… by Alex Graham
As we are coming to find out, wounded Vets are big money. Considering I’m 146% disabled, I’m trying to figure out how to tap into this. The only thing I can see is to start my own 501(c)(3) and start cooking the books with a big $300 K a year salary for my work.
Member and eagled-eyed scrutinizer Bruce spotted this heartbreaking article. Just when we thought it was safe to come out of the woods after the last news of the Big Six VSOs padding their bank accounts on the backs of all our disabled, along comes this article and investigation revealing nothing is sacred among thieves.
If you were thinking about donating to the Wounded Warrior Project, think twice. It would behoove you to get in your car and drive cross-country to deliver the funds to the charity you hope to help. More money would end up in their hands than entrusting it to the WWP for disbursement. The Beatles song Tax Man comes to mind- Here’s one for you, nineteen for me. Here’s what I received. It’s ugly.
I’m really sad to read this about the Wounded Warrior Project. I have definitely been a supporter up to now. The attached 2011 990 tax return is a real eye opener! For one, that’s a lot of BIG salaries they are paying at the first and apparently the second (outsourced) level for executive compensation!

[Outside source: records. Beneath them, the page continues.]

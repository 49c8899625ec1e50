// config.rs — Gateway configuration.
//
// GatewayConfig says where the gateway keeps its state: the change archive,
// staging checkouts and the decision journal. `for_project()` lays these out
// under `.determined/` in the repository; `load()` additionally honours an
// optional `.determined/config.toml`:
//
//   archive_dir = "archive"       # relative paths resolve against the repo
//   staging_dir = "/tmp/staging"
//   journal     = "journal.jsonl"
//   excludes    = ["target"]      # added to the default excludes

use std::path::{Path, PathBuf};

use serde::{Deserialize, Serialize};

use crate::error::GatewayError;

/// Name of the per-repository state directory.
pub const STATE_DIR: &str = ".determined";

/// Directory names never copied into a staging checkout.
pub const DEFAULT_EXCLUDES: &[&str] = &[STATE_DIR, ".git"];

/// Configuration for the review coordinator.
#[derive(Debug, Clone, PartialEq, Eq, Serialize, Deserialize)]
pub struct GatewayConfig {
    /// Working tree that approved changes are applied to.
    pub repo_root: PathBuf,

    /// Root of the change archive (one subdir per change id).
    pub archive_root: PathBuf,

    /// Parent directory for staging checkouts.
    pub staging_root: PathBuf,

    /// Path to the append-only decision journal.
    pub journal_path: PathBuf,

    /// Directory names skipped when copying the repo into staging.
    pub staging_excludes: Vec<String>,
}

/// On-disk form of `.determined/config.toml`.
#[derive(Debug, Default, Deserialize)]
#[serde(default, deny_unknown_fields)]
struct ConfigFile {
    archive_dir: Option<PathBuf>,
    staging_dir: Option<PathBuf>,
    journal: Option<PathBuf>,
    excludes: Vec<String>,
}

impl GatewayConfig {
    /// Create a config with the standard `.determined/` layout.
    pub fn for_project(repo_root: impl AsRef<Path>) -> Self {
        let root = repo_root.as_ref().to_path_buf();
        let state_dir = root.join(STATE_DIR);
        Self {
            archive_root: state_dir.join("archive"),
            staging_root: state_dir.join("staging"),
            journal_path: state_dir.join("journal.jsonl"),
            staging_excludes: DEFAULT_EXCLUDES.iter().map(|s| s.to_string()).collect(),
            repo_root: root,
        }
    }

    /// Gateway-owned paths that staging must never copy in or write back.
    pub fn protected_paths(&self) -> Vec<PathBuf> {
        vec![
            self.archive_root.clone(),
            self.journal_path.clone(),
            self.staging_root.clone(),
        ]
    }

    /// Path of the optional project config file.
    pub fn config_path(repo_root: impl AsRef<Path>) -> PathBuf {
        repo_root.as_ref().join(STATE_DIR).join("config.toml")
    }

    /// Load the project config, falling back to [`GatewayConfig::for_project`]
    /// defaults when the file does not exist.
    pub fn load(repo_root: impl AsRef<Path>) -> Result<Self, GatewayError> {
        let root = repo_root.as_ref();
        let mut config = Self::for_project(root);
        let path = Self::config_path(root);
        if !path.exists() {
            return Ok(config);
        }

        let content = std::fs::read_to_string(&path).map_err(|source| GatewayError::Io {
            path: path.clone(),
            source,
        })?;
        let file: ConfigFile =
            toml::from_str(&content).map_err(|source| GatewayError::Config { path, source })?;

        if let Some(dir) = file.archive_dir {
            config.archive_root = root.join(dir);
        }
        if let Some(dir) = file.staging_dir {
            config.staging_root = root.join(dir);
        }
        if let Some(journal) = file.journal {
            config.journal_path = root.join(journal);
        }
        for name in file.excludes {
            if !config.staging_excludes.contains(&name) {
                config.staging_excludes.push(name);
            }
        }

        tracing::debug!(?config, "loaded gateway config");
        Ok(config)
    }
}

#[cfg(test)]
mod tests {
    use super::*;
    use tempfile::tempdir;

    #[test]
    fn for_project_layout() {
        let config = GatewayConfig::for_project("/repo");
        assert_eq!(config.repo_root, PathBuf::from("/repo"));
        assert_eq!(config.archive_root, PathBuf::from("/repo/.determined/archive"));
        assert_eq!(config.staging_root, PathBuf::from("/repo/.determined/staging"));
        assert_eq!(config.journal_path, PathBuf::from("/repo/.determined/journal.jsonl"));
        assert_eq!(config.staging_excludes, vec![".determined", ".git"]);
        assert_eq!(
            config.protected_paths(),
            vec![config.archive_root.clone(), config.journal_path.clone(), config.staging_root.clone()]
        );
    }

    #[test]
    fn load_without_file_uses_defaults() {
        let dir = tempdir().unwrap();
        assert_eq!(
            GatewayConfig::load(dir.path()).unwrap(),
            GatewayConfig::for_project(dir.path())
        );
    }

    #[test]
    fn load_reads_overrides() {
        let dir = tempdir().unwrap();
        std::fs::create_dir_all(dir.path().join(STATE_DIR)).unwrap();
        std::fs::write(
            GatewayConfig::config_path(dir.path()),
            "archive_dir = \"reviews\"\nstaging_dir = \"/var/tmp/dt\"\nexcludes = [\"target\", \".git\"]\n",
        )
        .unwrap();

        let config = GatewayConfig::load(dir.path()).unwrap();
        assert_eq!(config.archive_root, dir.path().join("reviews"));
        assert_eq!(config.staging_root, PathBuf::from("/var/tmp/dt"));
        assert_eq!(config.journal_path, dir.path().join(".determined/journal.jsonl"));
        assert_eq!(config.staging_excludes, vec![".determined", ".git", "target"]);
    }

    #[test]
    fn malformed_file_is_config_error() {
        let dir = tempdir().unwrap();
        std::fs::create_dir_all(dir.path().join(STATE_DIR)).unwrap();
        std::fs::write(GatewayConfig::config_path(dir.path()), "archive_dir = [1, 2]\n").unwrap();
        assert!(matches!(
            GatewayConfig::load(dir.path()),
            Err(GatewayError::Config { .. })
        ));
    }

    #[test]
    fn unknown_keys_are_rejected() {
        let dir = tempdir().unwrap();
        std::fs::create_dir_all(dir.path().join(STATE_DIR)).unwrap();
        std::fs::write(GatewayConfig::config_path(dir.path()), "archive = \"x\"\n").unwrap();
        assert!(GatewayConfig::load(dir.path()).is_err());
    }
}
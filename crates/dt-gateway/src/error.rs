// error.rs — Error types for the gateway.
//
// Only caller-contract violations and infrastructure failures end up here.
// Parse degradation and per-file apply failures are data, not errors.

use std::path::PathBuf;
use thiserror::Error;

/// Errors that can occur during gateway operations.
#[derive(Debug, Error)]
pub enum GatewayError {
    /// A required input was missing or malformed.
    #[error("invalid input: {0}")]
    InvalidInput(String),

    /// No pending review exists for this id (never registered, already
    /// decided, or abandoned).
    #[error("unknown review id: {0}")]
    UnknownReview(String),

    /// A mutex guarding coordinator state was poisoned by a panic.
    #[error("lock poisoned: {0}")]
    LockPoisoned(String),

    /// The project config file could not be read or parsed.
    #[error("invalid config at {path}: {source}")]
    Config {
        path: PathBuf,
        source: toml::de::Error,
    },

    /// An I/O operation failed.
    #[error("I/O error at {path}: {source}")]
    Io {
        path: PathBuf,
        source: std::io::Error,
    },

    /// The change request failed validation.
    #[error("change request error: {0}")]
    ChangeSet(#[from] dt_changeset::ChangeSetError),

    /// A staging checkout operation failed.
    #[error("workspace error: {0}")]
    Workspace(#[from] dt_workspace::WorkspaceError),

    /// Writing to the archive or journal failed.
    #[error("archive error: {0}")]
    Archive(#[from] dt_archive::ArchiveError),

    /// Serialization failure.
    #[error("serialization error: {0}")]
    Serialization(#[from] serde_json::Error),
}

impl<T> From<std::sync::PoisonError<T>> for GatewayError {
    fn from(e: std::sync::PoisonError<T>) -> Self {
        GatewayError::LockPoisoned(e.to_string())
    }
}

Obviously it’s not only corporations that can get greedy.
>Sad to say, the Wounded Warrior Project is bled dry by a top heavy, greedy executive structure and the remaining funds are disbursed to multi-tier distribution organizations with similar management structures. By the time the money actually goes to direct benefits for veterans, there is probably less than 10% that reaches them. Below are results of an investigation by a retired USMC Colonel.

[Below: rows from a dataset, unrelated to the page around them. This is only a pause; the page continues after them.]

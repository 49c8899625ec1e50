// review_flow.rs — End-to-end review scenarios against a real directory.

use std::collections::BTreeMap;
use std::fs;
use std::path::Path;
use std::sync::Arc;

use dt_archive::{DecisionJournal, JournalAction};
use dt_changeset::{preprocess_request, ApplyAction, ChangeRequest, FailureReason};
use dt_gateway::{GatewayConfig, GatewayError, ReviewCoordinator, ReviewStatus};
use tempfile::tempdir;
use tracing_subscriber::EnvFilter;

const HELLO_DIFF: &str = "\
diff --git a/hello.txt b/hello.txt
index 0000000..e69de29
--- a/hello.txt
+++ b/hello.txt
@@ -0,0 +1,2 @@
+Hello world
+This is a test
";

const DELETE_MISSING_DIFF: &str = "\
diff --git a/missing.txt b/missing.txt
deleted file mode 100644
index e69de29..0000000
--- a/missing.txt
+++ /dev/null
@@ -1 +0,0 @@
-gone
";

fn init_tracing() {
    let _ = tracing_subscriber::fmt()
        .with_env_filter(EnvFilter::from_default_env())
        .with_test_writer()
        .try_init();
}

fn coordinator(repo: &Path) -> ReviewCoordinator {
    init_tracing();
    ReviewCoordinator::new(GatewayConfig::for_project(repo)).unwrap()
}

fn submit(coord: &ReviewCoordinator, summary: &str, diff: &str) -> String {
    let pre = coord
        .preprocess(serde_json::json!({ "summary": summary, "unified_diff": diff }))
        .unwrap();
    coord.build_review_payload(pre).unwrap().review_id
}

/// Every file outside `.determined/`, with its contents.
fn snapshot(root: &Path) -> BTreeMap<String, Vec<u8>> {
    fn walk(dir: &Path, root: &Path, out: &mut BTreeMap<String, Vec<u8>>) {
        for entry in fs::read_dir(dir).unwrap() {
            let path = entry.unwrap().path();
            if path.file_name().unwrap() == ".determined" {
                continue;
            }
            if path.is_dir() {
                walk(&path, root, out);
            } else {
                let rel = path.strip_prefix(root).unwrap().to_string_lossy().into_owned();
                out.insert(rel, fs::read(&path).unwrap());
            }
        }
    }
    let mut out = BTreeMap::new();
    walk(root, root, &mut out);
    out
}

#[test]
fn approved_addition_lands_in_repo_and_archive() {
    let repo = tempdir().unwrap();
    let coord = coordinator(repo.path());

    let pre = coord
        .preprocess(serde_json::json!({
            "summary": "Add hello file for tests",
            "unified_diff": HELLO_DIFF,
        }))
        .unwrap();
    assert!(pre.metadata.adds >= 1);
    assert!(!pre.metadata.parse_error);

    let payload = coord.build_review_payload(pre).unwrap();
    assert!(payload.summary.starts_with("Add hello file"));
    assert_eq!(payload.elicitation_schema["properties"]["approved"]["type"], "boolean");

    let outcome = coord.resolve_review(&payload.review_id, true, None).unwrap();
    assert_eq!(outcome.status, ReviewStatus::Applied);
    assert_eq!(
        fs::read_to_string(repo.path().join("hello.txt")).unwrap(),
        "Hello world\nThis is a test\n"
    );
    let details = outcome.apply_details.unwrap();
    assert_eq!(details.files[0].action, Some(ApplyAction::AddedOrModified));

    for name in [
        "request.json",
        "diff.patch",
        "apply_details.json",
        "decision.json",
        "apply_summary.json",
    ] {
        assert!(outcome.archived_to.join(name).is_file(), "missing {name}");
    }
    let summary = coord.archive().read_apply_summary(&payload.review_id).unwrap();
    assert_eq!((summary.files_applied, summary.files_failed), (1, 0));
    assert!(coord.archive().read_decision(&payload.review_id).unwrap().approved);
}

#[test]
fn deleting_missing_file_reports_file_not_found() {
    let repo = tempdir().unwrap();
    let coord = coordinator(repo.path());
    let review_id = submit(&coord, "Remove the missing file", DELETE_MISSING_DIFF);

    let outcome = coord.resolve_review(&review_id, true, None).unwrap();
    assert_eq!(outcome.status, ReviewStatus::Applied);
    let details = outcome.apply_details.unwrap();
    assert_eq!(details.files.len(), 1);
    assert_eq!(details.files[0].path, "missing.txt");
    assert!(!details.files[0].applied);
    assert_eq!(details.files[0].reason, Some(FailureReason::FileNotFound));
}

#[test]
fn rejection_records_feedback_and_leaves_tree_alone() {
    let repo = tempdir().unwrap();
    fs::write(repo.path().join("keep.txt"), "untouched\n").unwrap();
    let coord = coordinator(repo.path());
    let before = snapshot(repo.path());

    let review_id = submit(&coord, "Try and reject change", HELLO_DIFF);
    let outcome = coord
        .resolve_review(&review_id, false, Some("not appropriate".to_string()))
        .unwrap();

    assert_eq!(outcome.status, ReviewStatus::Rejected);
    assert!(outcome.apply_details.is_none());
    let decision: serde_json::Value = serde_json::from_str(
        &fs::read_to_string(outcome.archived_to.join("decision.json")).unwrap(),
    )
    .unwrap();
    assert_eq!(decision["approved"], false);
    assert_eq!(decision["feedback"], "not appropriate");
    assert_eq!(decision["review_id"], review_id.as_str());

    assert!(!outcome.archived_to.join("apply_summary.json").exists());
    assert_eq!(snapshot(repo.path()), before);
}

#[test]
fn second_decision_for_same_review_fails() {
    let repo = tempdir().unwrap();
    let coord = coordinator(repo.path());
    let review_id = submit(&coord, "Add hello file for tests", HELLO_DIFF);

    coord.resolve_review(&review_id, true, None).unwrap();
    match coord.resolve_review(&review_id, true, None) {
        Err(GatewayError::UnknownReview(id)) => assert_eq!(id, review_id),
        other => panic!("expected UnknownReview, got {other:?}"),
    }
}

#[test]
fn unknown_review_id_fails() {
    let repo = tempdir().unwrap();
    let coord = coordinator(repo.path());
    assert!(matches!(
        coord.resolve_review("nope", true, None),
        Err(GatewayError::UnknownReview(_))
    ));
}

#[test]
fn review_payload_requires_change_id() {
    let repo = tempdir().unwrap();
    let coord = coordinator(repo.path());
    let mut pre = preprocess_request(&ChangeRequest::new("Add hello file for tests", HELLO_DIFF).unwrap());
    pre.metadata.change_id = None;

    assert!(matches!(
        coord.build_review_payload(pre),
        Err(GatewayError::InvalidInput(_))
    ));
    assert!(coord.pending_ids().unwrap().is_empty());
}

#[test]
fn racing_decisions_apply_once() {
    let repo = tempdir().unwrap();
    let coord = Arc::new(coordinator(repo.path()));
    let review_id = submit(&coord, "Add hello file for tests", HELLO_DIFF);

    let handles: Vec<_> = (0..4)
        .map(|_| {
            let coord = Arc::clone(&coord);
            let id = review_id.clone();
            std::thread::spawn(move || coord.resolve_review(&id, true, None).is_ok())
        })
        .collect();
    let successes = handles
        .into_iter()
        .map(|h| h.join().unwrap())
        .filter(|ok| *ok)
        .count();

    assert_eq!(successes, 1);
    assert_eq!(
        fs::read_to_string(repo.path().join("hello.txt")).unwrap(),
        "Hello world\nThis is a test\n"
    );
}

#[test]
fn one_unreadable_file_does_not_block_the_rest() {
    let repo = tempdir().unwrap();
    fs::create_dir(repo.path().join("blocked")).unwrap();
    fs::write(repo.path().join("latin1.txt"), b"caf\xe9\nx\n").unwrap();
    let coord = coordinator(repo.path());
    let diff = "\
--- a/blocked
+++ b/blocked
@@ -1 +1,2 @@
 x
+y
--- a/latin1.txt
+++ b/latin1.txt
@@ -2 +2,2 @@
 x
+y
--- a/a.txt
+++ b/a.txt
@@ -0,0 +1 @@
+fresh
";
    let pre = coord
        .preprocess(serde_json::json!({ "summary": "Touch three files at once", "unified_diff": diff }))
        .unwrap();

    let result = coord.apply_approved(&pre).unwrap();
    assert!(result.applied);
    assert_eq!(result.details.files[0].reason, Some(FailureReason::HunkApplyError));
    assert_eq!(result.details.files[1].action, Some(ApplyAction::AddedOrModified));
    assert_eq!(result.details.files[2].action, Some(ApplyAction::AddedOrModified));
    assert_eq!(fs::read_to_string(repo.path().join("a.txt")).unwrap(), "fresh\n");
    assert_eq!(fs::read(repo.path().join("latin1.txt")).unwrap(), b"caf\xe9\nx\ny\n".to_vec());
    assert!(repo.path().join("blocked").is_dir());
}

#[test]
fn failed_approval_stays_pending_and_can_be_retried() {
    init_tracing();
    let repo = tempdir().unwrap();
    let blocker = repo.path().join("blocker");
    fs::write(&blocker, "not a directory\n").unwrap();
    let mut config = GatewayConfig::for_project(repo.path());
    config.staging_root = blocker.join("staging");
    let coord = ReviewCoordinator::new(config).unwrap();
    let review_id = submit(&coord, "Add hello file for tests", HELLO_DIFF);

    assert!(matches!(
        coord.resolve_review(&review_id, true, None),
        Err(GatewayError::Workspace(_))
    ));
    assert_eq!(coord.pending_ids().unwrap(), vec![review_id.clone()]);
    assert!(!repo.path().join("hello.txt").exists());

    fs::remove_file(&blocker).unwrap();
    let outcome = coord.resolve_review(&review_id, true, None).unwrap();
    assert_eq!(outcome.status, ReviewStatus::Applied);
    assert!(coord.pending_ids().unwrap().is_empty());
    assert!(outcome.archived_to.join("apply_summary.json").is_file());
    assert_eq!(
        fs::read_to_string(repo.path().join("hello.txt")).unwrap(),
        "Hello world\nThis is a test\n"
    );
}

#[cfg(unix)]
#[test]
fn symlinked_paths_are_refused_and_left_intact() {
    use std::os::unix::fs::symlink;

    let repo = tempdir().unwrap();
    let outside = tempdir().unwrap();
    fs::write(repo.path().join("real.txt"), "l1\nl2\nl3\nl4\n").unwrap();
    symlink(repo.path().join("real.txt"), repo.path().join("link.txt")).unwrap();
    symlink(outside.path(), repo.path().join("shared")).unwrap();
    let coord = coordinator(repo.path());
    let diff = "\
--- a/link.txt
+++ b/link.txt
@@ -2 +2 @@
-l2
+L2
--- a/shared/new.txt
+++ b/shared/new.txt
@@ -0,0 +1 @@
+escaped
";
    let review_id = submit(&coord, "Edit through two symlinks", diff);

    let details = coord
        .resolve_review(&review_id, true, None)
        .unwrap()
        .apply_details
        .unwrap();
    assert!(details
        .files
        .iter()
        .all(|f| f.reason == Some(FailureReason::CouldNotParsePath)));
    assert_eq!(
        fs::read_to_string(repo.path().join("real.txt")).unwrap(),
        "l1\nl2\nl3\nl4\n"
    );
    assert!(!outside.path().join("new.txt").exists());
}

#[test]
fn in_repo_archive_and_journal_survive_applies() {
    init_tracing();
    let repo = tempdir().unwrap();
    let mut config = GatewayConfig::for_project(repo.path());
    config.archive_root = repo.path().join("reviews");
    config.journal_path = repo.path().join("journal.jsonl");
    let coord = ReviewCoordinator::new(config).unwrap();

    let first = submit(&coord, "Add hello file for tests", HELLO_DIFF);
    coord.resolve_review(&first, true, None).unwrap();
    // A change that tries to overwrite the journal itself.
    let clobber = "--- a/journal.jsonl\n+++ b/journal.jsonl\n@@ -1 +1 @@\n-x\n+bogus\n";
    let second = submit(&coord, "Rewrite the journal file", clobber);
    coord.resolve_review(&second, true, None).unwrap();

    let journal = &coord.config().journal_path;
    assert!(DecisionJournal::verify_chain(journal).unwrap());
    assert_eq!(DecisionJournal::read_all(journal).unwrap().len(), 6);
    assert!(repo.path().join("reviews").join(&first).join("decision.json").is_file());
    assert!(coord.archive().read_decision(&second).unwrap().approved);
}

#[test]
fn modification_and_removal_propagate_to_repo() {
    let repo = tempdir().unwrap();
    fs::write(repo.path().join("data.txt"), "OLD LINE\nkeep\n").unwrap();
    fs::write(repo.path().join("obsolete.txt"), "bye\n").unwrap();
    let coord = coordinator(repo.path());
    let diff = "\
diff --git a/data.txt b/data.txt
index e69de29..b9e1234 100644
--- a/data.txt
+++ b/data.txt
@@ -1 +1 @@
-OLD LINE
+NEW LINE
diff --git a/obsolete.txt b/obsolete.txt
deleted file mode 100644
--- a/obsolete.txt
+++ /dev/null
@@ -1 +0,0 @@
-bye
";
    let review_id = submit(&coord, "Update data and drop obsolete file", diff);

    coord.resolve_review(&review_id, true, None).unwrap();
    assert_eq!(
        fs::read_to_string(repo.path().join("data.txt")).unwrap(),
        "NEW LINE\nkeep\n"
    );
    assert!(!repo.path().join("obsolete.txt").exists());
}

#[test]
fn journal_records_the_whole_flow() {
    let repo = tempdir().unwrap();
    let coord = coordinator(repo.path());
    let applied = submit(&coord, "Add hello file for tests", HELLO_DIFF);
    coord.resolve_review(&applied, true, None).unwrap();
    let rejected = submit(&coord, "Remove the missing file", DELETE_MISSING_DIFF);
    coord.resolve_review(&rejected, false, None).unwrap();

    let path = &coord.config().journal_path;
    assert!(DecisionJournal::verify_chain(path).unwrap());
    let actions: Vec<JournalAction> = DecisionJournal::read_all(path)
        .unwrap()
        .into_iter()
        .map(|e| e.action)
        .collect();
    assert_eq!(
        actions,
        vec![
            JournalAction::ReviewRegistered,
            JournalAction::Approved,
            JournalAction::Applied,
            JournalAction::ReviewRegistered,
            JournalAction::Rejected,
        ]
    );
}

At a recent meeting of a veterans association with which I am involved, a suggestion was made that we contribute to “The Wounded Warriors Project” (WWP). As an officer of the association, I was asked to do some research and make a recommendation regarding contributing to WWP. As one who fervently believes that our wounded warriors and their care-giving families deserve our unqualified support, I also believe that the public should be informed of the appropriateness and effectiveness of charitable organizations that support veterans.
The results of my research are disappointing, to say the least. To summarize, the WWP collects a fee in the form of generous compensation paid to WWP executives who outsource fund raising, collection and distribution of funds to other 501.c.3 organizations which provide services that directly benefit veterans. The WWP would make Bernie Madoff proud!
My actual report follows for your information.
Sent: Friday, May 24, 2013 8:01 PM
Subject: Wounded Warrior Project
Pursuant to your request, I have reviewed the Wounded Warrior Project (WWP) FY 2011 Form 990 (copy attached). In addition, I have surveyed other available information pertaining to WWP.
I did note the pie chart percentages which you mention (Administrative Expense: 4.4%, Fundraising Exp.: 12.8%). Based on the WWP Form 990, these figures are misleading. Total 2011 revenues were $154.9 MM with total fundraising expenses of $20.5MM and total administrative expenses, including outsourced services, of $95.5MM. Note that the total administrative expense includes fund raising. Therefore, as a percentage of total revenue, administrative expenses amount to 61.63%, including fundraising expenses of 13.2%. This equates to 38.36% of revenues available to benefit wounded warriors.
As far as I can determine, WWP outsources all major functions, including fundraising, legal, donation processing, donation distribution, etc.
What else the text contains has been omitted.